Dataset entries
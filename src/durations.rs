//! Duration table: base break time per node category, and the speed scaling
//! law applied on top of it.
//!
//! Base values are ticks at speed 1.0 with no tool assistance, pre-computed
//! offline from the balancing sheet. The scaling law is the same one the
//! platform applies for clients with a native break-speed attribute, so both
//! kinds of client see the same timings.

use crate::types::{DurationOverride, HarvestConfig, NodeCategory, ResourceFamily, Tick};
use log::debug;
use std::collections::HashMap;

/// Built-in balancing data: `(category, base ticks, family)`.
const BUILTIN_DURATIONS: &[(&str, Tick, ResourceFamily)] = &[
    // Mining
    ("stone", 30, ResourceFamily::Mining),
    ("cobblestone", 40, ResourceFamily::Mining),
    ("andesite", 30, ResourceFamily::Mining),
    ("granite", 30, ResourceFamily::Mining),
    ("diorite", 30, ResourceFamily::Mining),
    ("deepslate", 60, ResourceFamily::Mining),
    ("coal_ore", 60, ResourceFamily::Mining),
    ("copper_ore", 60, ResourceFamily::Mining),
    ("iron_ore", 60, ResourceFamily::Mining),
    ("gold_ore", 60, ResourceFamily::Mining),
    ("redstone_ore", 60, ResourceFamily::Mining),
    ("lapis_ore", 60, ResourceFamily::Mining),
    ("diamond_ore", 60, ResourceFamily::Mining),
    ("emerald_ore", 60, ResourceFamily::Mining),
    ("deepslate_iron_ore", 90, ResourceFamily::Mining),
    ("deepslate_diamond_ore", 90, ResourceFamily::Mining),
    ("nether_quartz_ore", 60, ResourceFamily::Mining),
    ("ancient_debris", 600, ResourceFamily::Mining),
    ("obsidian", 600, ResourceFamily::Mining),
    // Woodcutting
    ("oak_log", 60, ResourceFamily::Woodcutting),
    ("birch_log", 60, ResourceFamily::Woodcutting),
    ("spruce_log", 60, ResourceFamily::Woodcutting),
    ("jungle_log", 60, ResourceFamily::Woodcutting),
    ("acacia_log", 60, ResourceFamily::Woodcutting),
    ("dark_oak_log", 60, ResourceFamily::Woodcutting),
    ("mangrove_log", 60, ResourceFamily::Woodcutting),
    ("cherry_log", 60, ResourceFamily::Woodcutting),
    // Excavation
    ("dirt", 15, ResourceFamily::Excavation),
    ("grass_block", 18, ResourceFamily::Excavation),
    ("sand", 15, ResourceFamily::Excavation),
    ("red_sand", 15, ResourceFamily::Excavation),
    ("gravel", 18, ResourceFamily::Excavation),
    ("clay", 18, ResourceFamily::Excavation),
    ("soul_sand", 15, ResourceFamily::Excavation),
    ("mycelium", 18, ResourceFamily::Excavation),
    ("snow_block", 6, ResourceFamily::Excavation),
    // Herbalism
    ("wheat", 1, ResourceFamily::Herbalism),
    ("carrots", 1, ResourceFamily::Herbalism),
    ("potatoes", 1, ResourceFamily::Herbalism),
    ("beetroots", 1, ResourceFamily::Herbalism),
    ("melon", 30, ResourceFamily::Herbalism),
    ("pumpkin", 30, ResourceFamily::Herbalism),
    ("sugar_cane", 1, ResourceFamily::Herbalism),
    ("cactus", 12, ResourceFamily::Herbalism),
];

/// Longest break any speed stat can produce (about 6.8 years at 20 Hz).
pub const MAX_DURATION_TICKS: Tick = u32::MAX as Tick;

/// Family assigned to categories that fall back to the default entry.
const DEFAULT_FAMILY: ResourceFamily = ResourceFamily::Mining;

#[derive(Debug, Clone, Copy, PartialEq, Eq)]
pub struct DurationEntry {
    pub base_ticks: Tick,
    pub family: ResourceFamily,
}

/// Immutable category → duration lookup with a conservative default.
#[derive(Debug, Clone)]
pub struct DurationTable {
    entries: HashMap<NodeCategory, DurationEntry>,
    default_entry: DurationEntry,
}

impl DurationTable {
    /// An empty table; every lookup resolves to the default entry.
    pub fn new(default_ticks: Tick) -> Self {
        Self {
            entries: HashMap::new(),
            default_entry: DurationEntry {
                base_ticks: default_ticks.max(1),
                family: DEFAULT_FAMILY,
            },
        }
    }

    /// The built-in balancing table.
    pub fn builtin(default_ticks: Tick) -> Self {
        let mut table = Self::new(default_ticks);
        for (name, ticks, family) in BUILTIN_DURATIONS {
            table.insert(NodeCategory::new(*name), *ticks, *family);
        }
        table
    }

    /// Built-in table with the config's default and overrides applied.
    pub fn from_config(config: &HarvestConfig) -> Self {
        let mut table = Self::builtin(config.default_duration_ticks);
        table.apply_overrides(&config.durations);
        table
    }

    pub fn apply_overrides(&mut self, overrides: &HashMap<String, DurationOverride>) {
        for (name, entry) in overrides {
            self.insert(NodeCategory::new(name.as_str()), entry.ticks, entry.family);
        }
    }

    pub fn insert(&mut self, category: NodeCategory, base_ticks: Tick, family: ResourceFamily) {
        self.entries.insert(
            category,
            DurationEntry {
                base_ticks: base_ticks.max(1),
                family,
            },
        );
    }

    pub fn entry(&self, category: &NodeCategory) -> DurationEntry {
        match self.entries.get(category) {
            Some(entry) => *entry,
            None => {
                debug!(
                    "No duration entry for '{}', using default {} ticks",
                    category, self.default_entry.base_ticks
                );
                self.default_entry
            }
        }
    }

    pub fn base_duration(&self, category: &NodeCategory) -> Tick {
        self.entry(category).base_ticks
    }

    pub fn family(&self, category: &NodeCategory) -> ResourceFamily {
        self.entry(category).family
    }

    /// Total break time for an actor with the given speed stat.
    pub fn total_duration(&self, category: &NodeCategory, speed: f64) -> Tick {
        scale_duration(self.base_duration(category), speed)
    }

    pub fn contains(&self, category: &NodeCategory) -> bool {
        self.entries.contains_key(category)
    }

    pub fn default_ticks(&self) -> Tick {
        self.default_entry.base_ticks
    }

    pub fn len(&self) -> usize {
        self.entries.len()
    }

    pub fn is_empty(&self) -> bool {
        self.entries.is_empty()
    }
}

/// `max(1, base / speed)`, rounded to the nearest tick and capped at
/// [`MAX_DURATION_TICKS`].
///
/// A quotient that is not finite (speed 0 or NaN) keeps the base duration.
pub fn scale_duration(base: Tick, speed: f64) -> Tick {
    let scaled = base as f64 / speed;
    if !scaled.is_finite() {
        return base.clamp(1, MAX_DURATION_TICKS);
    }
    if scaled < 1.0 {
        return 1;
    }
    if scaled >= MAX_DURATION_TICKS as f64 {
        return MAX_DURATION_TICKS;
    }
    scaled.round() as Tick
}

§ YOUR INSTRUCTIONS
Count every line of the records that includes "DurationEntry", and give that number with no other words.

§ ANSWER TO THE PROBLEM
6